The latest Bible visualization won’t start an e-Holy War, but it certainly shrinks some complex ideas down to size. Openbible.info used algorithms to label events in the Bible according to positive or negative sentiment (“Think of it as Kurt Vonnegut’s story shapesbacked by quantitative data,” the designer writes), then mapped the narrative peaks and canyons around the wheel you see below. Black is positive, red negative.

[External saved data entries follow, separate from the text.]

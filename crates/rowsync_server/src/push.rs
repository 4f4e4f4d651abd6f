//! Push: apply a batch of client mutations, each exactly once.
//!
//! Every mutation runs in its own transaction. A mutation whose mutator
//! fails is retried once in error mode, where the mutator is skipped but
//! the client's mutation counter still advances, so one bad mutation never
//! wedges the client's queue.

use crate::auth::AuthContext;
use crate::error::{SyncError, SyncResult};
use crate::handler::HandlerContext;
use crate::mutator::{Channel, MutationContext, MutatorError, MutatorRegistry};
use crate::registry::{resolve_client, resolve_client_group, save_client, save_client_group};
use crate::resolver::Resolver;
use crate::txn::{transact, TxWork};
use async_trait::async_trait;
use rowsync_protocol::{
    ErrorResponse, Mutation, PushRequest, PushResponse, VersionType, PUSH_VERSION,
};
use rowsync_store::StoreTx;
use std::collections::BTreeSet;
use tracing::{debug, info, info_span, warn, Instrument};
use uuid::Uuid;

/// What happened to one mutation.
#[derive(Debug, Clone, Copy, PartialEq, Eq)]
pub enum MutationStatus {
    /// The mutator ran and committed.
    Applied,
    /// The mutator failed; only the counter advanced.
    Skipped,
    /// The id was already processed; nothing changed.
    AlreadyApplied,
}

/// Result of a push batch.
#[derive(Debug, Clone, PartialEq)]
pub struct PushOutcome {
    /// Wire response.
    pub response: PushResponse,
    /// Channels poked after the batch.
    pub channels: BTreeSet<Channel>,
    /// Status of each processed mutation, in order.
    pub statuses: Vec<MutationStatus>,
}

impl PushOutcome {
    fn new() -> Self {
        Self {
            response: PushResponse::Ok,
            channels: BTreeSet::new(),
            statuses: Vec::new(),
        }
    }

    fn rejected(error: ErrorResponse) -> Self {
        Self {
            response: PushResponse::Error(error),
            ..Self::new()
        }
    }

    /// Number of mutations with the given status.
    pub fn count(&self, status: MutationStatus) -> usize {
        self.statuses.iter().filter(|s| **s == status).count()
    }
}

pub(crate) async fn handle_push(
    ctx: &HandlerContext,
    auth: &AuthContext,
    request: PushRequest,
) -> SyncResult<PushOutcome> {
    auth.validate()?;
    if request.push_version != PUSH_VERSION {
        debug!(version = request.push_version, "unsupported push version");
        return Ok(PushOutcome::rejected(ErrorResponse::VersionNotSupported {
            version_type: VersionType::Push,
        }));
    }
    if request.mutations.len() > ctx.config.max_push_batch {
        return Err(SyncError::BadRequest(format!(
            "too many mutations: {} > {}",
            request.mutations.len(),
            ctx.config.max_push_batch
        )));
    }
    let client_group_id = request.validate()?;

    let span = info_span!("push", client_group = %client_group_id, mutations = request.mutations.len());
    let mut outcome = PushOutcome::new();
    let result = process_batch(ctx, auth, client_group_id, &request.mutations, &mut outcome)
        .instrument(span)
        .await;

    if !outcome.channels.is_empty() {
        ctx.fanout.spawn_notify(outcome.channels.iter().cloned());
    }
    result?;

    info!(
        client_group = %client_group_id,
        applied = outcome.count(MutationStatus::Applied),
        skipped = outcome.count(MutationStatus::Skipped),
        already_applied = outcome.count(MutationStatus::AlreadyApplied),
        "push complete"
    );
    Ok(outcome)
}

async fn process_batch(
    ctx: &HandlerContext,
    auth: &AuthContext,
    client_group_id: Uuid,
    mutations: &[Mutation],
    outcome: &mut PushOutcome,
) -> SyncResult<()> {
    for mutation in mutations {
        let client_id = mutation.validate()?;
        let mut work = MutationWork {
            auth,
            resolver: &ctx.resolver,
            mutators: &ctx.mutators,
            client_group_id,
            client_id,
            mutation,
            error_mode: false,
        };

        let result = match transact(ctx.store.as_ref(), &ctx.config.retry, &mut work).await {
            Err(err) if err.is_mutation_failure() => {
                warn!(
                    client = %client_id,
                    mutation_id = mutation.id,
                    name = %mutation.name,
                    error = %err,
                    "mutation failed, retrying in error mode"
                );
                work.error_mode = true;
                transact(ctx.store.as_ref(), &ctx.config.retry, &mut work).await
            }
            other => other,
        };

        match result {
            Ok((status, channels)) => {
                outcome.statuses.push(status);
                outcome.channels.extend(channels);
            }
            Err(SyncError::ClientStateNotFound) => {
                info!(client = %client_id, mutation_id = mutation.id, "client state not found");
                outcome.response = PushResponse::Error(ErrorResponse::ClientStateNotFound);
                return Ok(());
            }
            Err(err) => return Err(err),
        }
    }
    Ok(())
}

struct MutationWork<'a> {
    auth: &'a AuthContext,
    resolver: &'a Resolver,
    mutators: &'a MutatorRegistry,
    client_group_id: Uuid,
    client_id: Uuid,
    mutation: &'a Mutation,
    error_mode: bool,
}

#[async_trait]
impl TxWork for MutationWork<'_> {
    type Output = (MutationStatus, Vec<Channel>);

    async fn run(&mut self, tx: &mut dyn StoreTx) -> SyncResult<Self::Output> {
        let group = resolve_client_group(tx, self.auth, self.client_group_id)
            .await?
            .into_inner();
        let mut client = resolve_client(tx, self.auth, self.client_id, self.client_group_id)
            .await?
            .into_inner();

        if client.last_mutation_id == 0 && self.mutation.id > 1 {
            return Err(SyncError::ClientStateNotFound);
        }

        let next_mutation_id = client.last_mutation_id + 1;
        if self.mutation.id < next_mutation_id {
            debug!(
                client = %self.client_id,
                mutation_id = self.mutation.id,
                "mutation already applied"
            );
            return Ok((MutationStatus::AlreadyApplied, Vec::new()));
        }
        if self.mutation.id > next_mutation_id {
            return Err(SyncError::MutationConflict {
                client_id: self.client_id,
                expected: next_mutation_id,
                actual: self.mutation.id,
            });
        }

        let (status, channels) = if self.error_mode {
            (MutationStatus::Skipped, Vec::new())
        } else {
            (MutationStatus::Applied, self.apply(tx).await?)
        };

        save_client_group(tx, group).await?;
        client.last_mutation_id = next_mutation_id;
        save_client(tx, client).await?;

        Ok((status, channels))
    }
}

impl MutationWork<'_> {
    async fn apply(&self, tx: &mut dyn StoreTx) -> SyncResult<Vec<Channel>> {
        let name = &self.mutation.name;
        let failed = |source: MutatorError| SyncError::Mutation {
            name: name.clone(),
            source,
        };

        let mutator = self
            .mutators
            .get(name)
            .ok_or_else(|| failed(MutatorError::Unknown(name.clone())))?;
        let ctx = MutationContext {
            auth: self.auth,
            resolver: self.resolver,
            client_id: self.client_id,
            client_group_id: self.client_group_id,
            mutation_id: self.mutation.id,
            timestamp: self.mutation.timestamp,
        };
        mutator
            .apply(tx, &ctx, &self.mutation.args)
            .await
            .map_err(failed)
    }
}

What you end up with is a snapshot of the relative cheeriness--or gloom--of different sections in the Bible. As the designer tells it:
Things start off well with creation, turn negative with Job and the patriarchs, improve again with Moses, dip with the period of the judges, recover with David, and have a mixed record (especially negative when Samaria is around) during the monarchy. The exilic period isn’t as negative as you might expect, nor the return period as positive. In the New Testament, things start off fine with Jesus, then quickly turn negative as opposition to his message grows. The story of the early church, especially in the epistles, is largely positive.
In short, it gives you a bird’s-eye view of the tone of each book, something that’s easy to miss in a line-by-line reading. You could also use it as a guide of sorts to the darkest, juiciest parts of the Bible.
It’s worth noting that at the microscopic level, the analysis doesn’t hold up terribly well. As a commenter on Openbible points out, it mis-characterizes both positive and negative events in the Book of Nahum--and who knows where else. The designer concedes that the calculations here are far from perfect:
“I largely agree that on individual verses, the results are hit-or-miss, and the data are certainly at the mercy of an opaque algorithm. In the aggregate, as you note, the trends largely fit with my basic expectations, so it may be the case of the whole being greater than the sum of its parts.”
Guess there’s something refreshing in that. I mean, if an algorithm can figure out the Bible, then what the hell have we been fighting over all these years?
COMMENTARY: If the Holy Bible, The Bible, The Old Testament, The New Testament, King James Bible, The Roman Catholic Bible, The Koran, The Tanakh or just the good ole Good Book, which ever version you chose to use, is so righteous, why do humans continue to screw over each other, lie, cheat, steal, hate, commit adultery, use the Lord's name in vane and even kill each other? The simple answer: The Bible does not have any real clout. Even the Roman Catholic church is considered by many to be full of corruption and sin. The Church of Mormon is prejudice against females. These are books that are based solely on one thing: FEAR. Fear of the unknown, fear of punishment by some force or power, fear that if you don't follow the rules in the Good Book, you will go to hell for all eternity, which is one fucking long time to burn.
Personally, I believe that hell is right here on Earth, and human beings above any other life form on this planet, are the only ones that actually set out and plan the murder of each other, commit wars, and drop WMD's on each other. Even the King of the Jungle, makes peace, and the males find a way to compromise, and split up the females so that everybody gets laid regularly, and their DNA gets passed on. The animals have found peace amongst themselves, while Man is still screwing around, and not trying very hard, to get along, although it says right there in the Book of Paul: "Thou shall love thy fellow man as thou lovest thyself." If we lived by that covenant, that would be the only rule we would ever need. If we lived by that covenenat: We would have universal healthcare, and employer's would learn to love and respect their workers, and not exploit their labors, export our jobs overseas or take away social security and medicare for people for no good reason other than they old and the weakest.
It seems that we preach, but we do not follow, and we certainly don't repent over it, and if we do, we do it with two fingers crossed behind our back.
Courtesy of an article dated October 19, 2011 appearing in Fast Company Design
Christian Videos,
I absolutely agree. The Bible consists of fables. We don't even know who wrote the various books included in the Bible. This was all done centuries ago during the reformation in Constantinople. To believe everything written in the bible and try to live that way is a huge mistake. To justify Bible teachings as part of the laws of our country is even more dangerous. Once religion enters the political arena, it becomes a powder keg, and that's the sort of thing we are seeing right now. Thank you for you imput. Hope you will visit my blog regularly. Tommy
Posted by: Tommy | 04/19/2012 at 09:27 AM
Good thing you shared this infographic. Reading the bible is a good idea but not living with what you read from it is not.